// src/rules/parse.rs

//! Rule file grammar
//!
//! A rule file holds whitespace separated tokens, each either `dep` or
//! `dep=scope`. The scope expression is an optional `:offset[:length]`
//! window, optionally followed by `::tail`, where the tail is a segment
//! count, `v`, `s` or `r`:
//!
//! ```text
//! libfoo            any change
//! libfoo=0          epoch
//! libfoo=v          version
//! libfoo=2          first two version segments
//! libfoo=s          suffix
//! libfoo=r          revision
//! libfoo=:2:3::v    version of the 3 characters starting at offset 2
//! ```

use super::Rule;
use crate::version::{RuleScope, VersionRange};
use regex::Regex;
use std::sync::LazyLock;
use tracing::warn;

// Older releases allowed a `{{regex}}` suffix on tokens; it is dropped.
static COMPAT_RE: LazyLock<Regex> =
    LazyLock::new(|| Regex::new(r"^(.*?)(?:\{\{(.*)\}\})?$").unwrap());
static TOKEN_RE: LazyLock<Regex> =
    LazyLock::new(|| Regex::new(r"^(.+?)(?:=([\dvsr:]+))?$").unwrap());
static RANGE_RE: LazyLock<Regex> =
    LazyLock::new(|| Regex::new(r"^:(\d+)(?::(\d+))?(?:::(.*)$|$)").unwrap());
static TAIL_RE: LazyLock<Regex> = LazyLock::new(|| Regex::new(r"^(?:\d+|v|s|r)$").unwrap());

/// Parse the body of a rule file into rules, in file order
pub fn parse_rules(content: &str) -> Vec<Rule> {
    content.split_whitespace().filter_map(parse_token).collect()
}

/// Parse a single `dep[=scope]` token
pub fn parse_token(token: &str) -> Option<Rule> {
    let token = match COMPAT_RE.captures(token) {
        Some(caps) => caps.get(1).map_or(token, |m| m.as_str()),
        None => token,
    };

    let caps = TOKEN_RE.captures(token)?;
    let mut rule = Rule::new(&caps[1]);
    if let Some(expr) = caps.get(2) {
        apply_scope(&mut rule, expr.as_str());
    }
    Some(rule)
}

/// Fill scope, range and count of `rule` from a scope expression
fn apply_scope(rule: &mut Rule, expr: &str) {
    let tail = match RANGE_RE.captures(expr) {
        Some(caps) => {
            // digit runs were matched by the regex, only overflow can fail here
            let offset = caps[1].parse().unwrap_or(usize::MAX);
            let length = caps.get(2).and_then(|m| m.as_str().parse().ok());
            rule.range = Some(VersionRange::new(offset, length));
            caps.get(3).map(|m| m.as_str()).filter(|s| !s.is_empty())
        }
        None => Some(expr),
    };

    let Some(tail) = tail else {
        // a bare window compares the epoch of the windowed strings
        rule.scope = RuleScope::Epoch;
        return;
    };

    if !TAIL_RE.is_match(tail) {
        warn!(
            "Ignoring invalid scope '{}' for '{}', any change will trigger",
            tail, rule.package
        );
        return;
    }

    match tail {
        "r" => rule.scope = RuleScope::Revision,
        "s" => rule.scope = RuleScope::Suffix,
        "v" => rule.scope = RuleScope::Version,
        "0" => rule.scope = RuleScope::Epoch,
        digits => match digits.parse::<usize>() {
            Ok(0) => rule.scope = RuleScope::Epoch,
            Ok(count) => {
                rule.scope = RuleScope::Version;
                rule.count = Some(count);
            }
            Err(_) => warn!("Segment count '{}' for '{}' is too large", digits, rule.package),
        },
    }
}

__EXERCISE AIM__:
When you reach the end of the data, retype all of it exactly.

__SOLUTION TO THE EXERCISE__:
// src/rules/parse.rs

//! Rule file grammar
//!
//! A rule file holds whitespace separated tokens, each either `dep` or
//! `dep=scope`. The scope expression is an optional `:offset[:length]`
//! window, optionally followed by `::tail`, where the tail is a segment
//! count, `v`, `s` or `r`:
//!
//! ```text
//! libfoo            any change
//! libfoo=0          epoch
//! libfoo=v          version
//! libfoo=2          first two version segments
//! libfoo=s          suffix
//! libfoo=r          revision
//! libfoo=:2:3::v    version of the 3 characters starting at offset 2
//! ```

use super::Rule;
use crate::version::{RuleScope, VersionRange};
use regex::Regex;
use std::sync::LazyLock;
use tracing::warn;

// Older releases allowed a `{{regex}}` suffix on tokens; it is dropped.
static COMPAT_RE: LazyLock<Regex> =
    LazyLock::new(|| Regex::new(r"^(.*?)(?:\{\{(.*)\}\})?$").unwrap());
static TOKEN_RE: LazyLock<Regex> =
    LazyLock::new(|| Regex::new(r"^(.+?)(?:=([\dvsr:]+))?$").unwrap());
static RANGE_RE: LazyLock<Regex> =
    LazyLock::new(|| Regex::new(r"^:(\d+)(?::(\d+))?(?:::(.*)$|$)").unwrap());
static TAIL_RE: LazyLock<Regex> = LazyLock::new(|| Regex::new(r"^(?:\d+|v|s|r)$").unwrap());

/// Parse the body of a rule file into rules, in file order
pub fn parse_rules(content: &str) -> Vec<Rule> {
    content.split_whitespace().filter_map(parse_token).collect()
}

/// Parse a single `dep[=scope]` token
pub fn parse_token(token: &str) -> Option<Rule> {
    let token = match COMPAT_RE.captures(token) {
        Some(caps) => caps.get(1).map_or(token, |m| m.as_str()),
        None => token,
    };

    let caps = TOKEN_RE.captures(token)?;
    let mut rule = Rule::new(&caps[1]);
    if let Some(expr) = caps.get(2) {
        apply_scope(&mut rule, expr.as_str());
    }
    Some(rule)
}

/// Fill scope, range and count of `rule` from a scope expression
fn apply_scope(rule: &mut Rule, expr: &str) {
    let tail = match RANGE_RE.captures(expr) {
        Some(caps) => {
            // digit runs were matched by the regex, only overflow can fail here
            let offset = caps[1].parse().unwrap_or(usize::MAX);
            let length = caps.get(2).and_then(|m| m.as_str().parse().ok());
            rule.range = Some(VersionRange::new(offset, length));
            caps.get(3).map(|m| m.as_str()).filter(|s| !s.is_empty())
        }
        None => Some(expr),
    };

    let Some(tail) = tail else {
        // a bare window compares the epoch of the windowed strings
        rule.scope = RuleScope::Epoch;
        return;
    };

    if !TAIL_RE.is_match(tail) {
        warn!(
            "Ignoring invalid scope '{}' for '{}', any change will trigger",
            tail, rule.package
        );
        return;
    }

    match tail {
        "r" => rule.scope = RuleScope::Revision,
        "s" => rule.scope = RuleScope::Suffix,
        "v" => rule.scope = RuleScope::Version,
        "0" => rule.scope = RuleScope::Epoch,
        digits => match digits.parse::<usize>() {
            Ok(0) => rule.scope = RuleScope::Epoch,
            Ok(count) => {
                rule.scope = RuleScope::Version;
                rule.count = Some(count);
            }
            Err(_) => warn!("Segment count '{}' for '{}' is too large", digits, rule.package),
        },
    }
}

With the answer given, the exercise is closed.